Direito à Educação: o desafio de melhorar a alfabetização nos anos iniciais do ensino fundamental no Brasil

Eladio Sebastián Heredero, Dirce Charara Monteiro

Resumo


Partimos neste trabalho do artigo 24 da Declaração Universal dos Direitos Humanos de 1948 na que destaca a educação, entendida em sentido amplo, como direito fundamental, e dentro dela a alfabetização entendida como um direito básico necessário para todos num mundo em permanente mudança como se afirma em outras declarações, e hoje ainda entre as metas a conseguir, como se concreta nos objetivos do Foro Mundial de Educação de 2015 e uma das 10 metas do Marco de Ação Educação 2030. Observamos com preocupação os resultados das avaliações em larga escala que medem o nível de alfabetização dos alunos nos anos iniciais do ensino fundamental do Brasil e vemos que 50% não estão alfabetizados mesmo depois de três anos escolarizados, a pesar de todos os esforços e iniciativas utilizados para melhorar esta situação.
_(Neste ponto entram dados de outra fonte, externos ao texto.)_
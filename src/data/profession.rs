//! Sub-profession names and categories from `uniequip_table.json`.
//!
//! The CN table decides which sub-professions exist; EN supplies the display
//! name when it has a translation.

use indexmap::IndexMap;
use serde::{Deserialize, Serialize};

use crate::fetch::{FetchError, HttpClient};

pub const PROFESSIONS_FILE: &str = "professions.json";

#[derive(Debug, Clone, PartialEq, Eq, Serialize, Deserialize)]
#[serde(rename_all = "camelCase")]
pub struct SubProfession {
    pub sub_profession_id: String,
    pub sub_profession_name: String,
    /// Upstream spells it `subProfessionCatagory`.
    #[serde(rename = "subProfessionCatagory", default)]
    pub sub_profession_category: Option<i64>,
}

#[derive(Debug, Clone, Default, Deserialize)]
pub struct UniequipTable {
    #[serde(rename = "subProfDict", default)]
    pub sub_prof_dict: IndexMap<String, RawSubProfession>,
}

#[derive(Debug, Clone, Default, Deserialize)]
pub struct RawSubProfession {
    #[serde(rename = "subProfessionName", default)]
    pub name: Option<String>,
    #[serde(rename = "subProfessionCatagory", default)]
    pub category: Option<i64>,
}

pub fn merge_sub_professions(cn: &UniequipTable, en: &UniequipTable) -> Vec<SubProfession> {
    let mut merged: Vec<SubProfession> = cn
        .sub_prof_dict
        .iter()
        .map(|(id, cn_entry)| {
            let en_entry = en.sub_prof_dict.get(id);
            let name = en_entry
                .and_then(|e| e.name.clone())
                .filter(|n| !n.is_empty())
                .unwrap_or_else(|| {
                    tracing::info!(id = %id, "sub-profession missing in EN data, using id as name");
                    id.clone()
                });
            SubProfession {
                sub_profession_id: id.clone(),
                sub_profession_name: name,
                sub_profession_category: cn_entry.category.or_else(|| en_entry.and_then(|e| e.category)),
            }
        })
        .collect();

    merged.sort_by_key(|p| p.sub_profession_category.unwrap_or(i64::MAX));
    merged
}

pub fn uniequip_table_url(base_url: &str, lang: &str) -> String {
    format!("{base_url}/{lang}/gamedata/excel/uniequip_table.json")
}

pub async fn fetch_sub_professions(
    client: &HttpClient,
    base_url: &str,
) -> Result<Vec<SubProfession>, FetchError> {
    let cn_url = uniequip_table_url(base_url, "cn");
    let en_url = uniequip_table_url(base_url, "en");
    let (cn, en) = tokio::try_join!(
        client.get_json::<UniequipTable>(&cn_url),
        client.get_json::<UniequipTable>(&en_url),
    )?;
    Ok(merge_sub_professions(&cn, &en))
}

#[cfg(test)]
mod tests {
    use super::*;

    #[test]
    fn cn_drives_membership_and_en_supplies_names() {
        let cn: UniequipTable = serde_json::from_str(
            r#"{"subProfDict": {
                "physician": {"subProfessionName": "医师", "subProfessionCatagory": 6},
                "pioneer": {"subProfessionName": "尖兵", "subProfessionCatagory": 1},
                "newprof": {"subProfessionName": "新"}
            }}"#,
        )
        .unwrap();
        let en: UniequipTable = serde_json::from_str(
            r#"{"subProfDict": {
                "physician": {"subProfessionName": "Medic", "subProfessionCatagory": 6},
                "pioneer": {"subProfessionName": "Pioneer", "subProfessionCatagory": 1},
                "enonly": {"subProfessionName": "EN only", "subProfessionCatagory": 2}
            }}"#,
        )
        .unwrap();

        let merged = merge_sub_professions(&cn, &en);
        let ids: Vec<&str> = merged.iter().map(|p| p.sub_profession_id.as_str()).collect();
        assert_eq!(ids, vec!["pioneer", "physician", "newprof"]);
        assert_eq!(merged[0].sub_profession_name, "Pioneer");
        assert_eq!(merged[2].sub_profession_name, "newprof");
        assert_eq!(merged[2].sub_profession_category, None);
    }
}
Pensamos e propomos neste trabalho, desde uma perspectiva metodológica de análise do estado da arte, uma reflexão sobre as lições aprendidas sobre a temática e as pesquisas desenvolvidas sobre alguns programas de educação, e também de alfabetização, desenvolvidos e seu funcionamento na prática em diferentes contextos. Segundo isso, queremos submeter à comunidade científica uma série de variáveis, que configurariam um modelo holístico para melhoria da alfabetização, e que não apenas foque nos docentes e sua formação ou nos métodos de alfabetização, para incorporar no processo técnico a gestão da escola e da sala de aula.

Palavras-chave


Direito à educação. Alfabetização. Práticas escolares. Gestão educacional.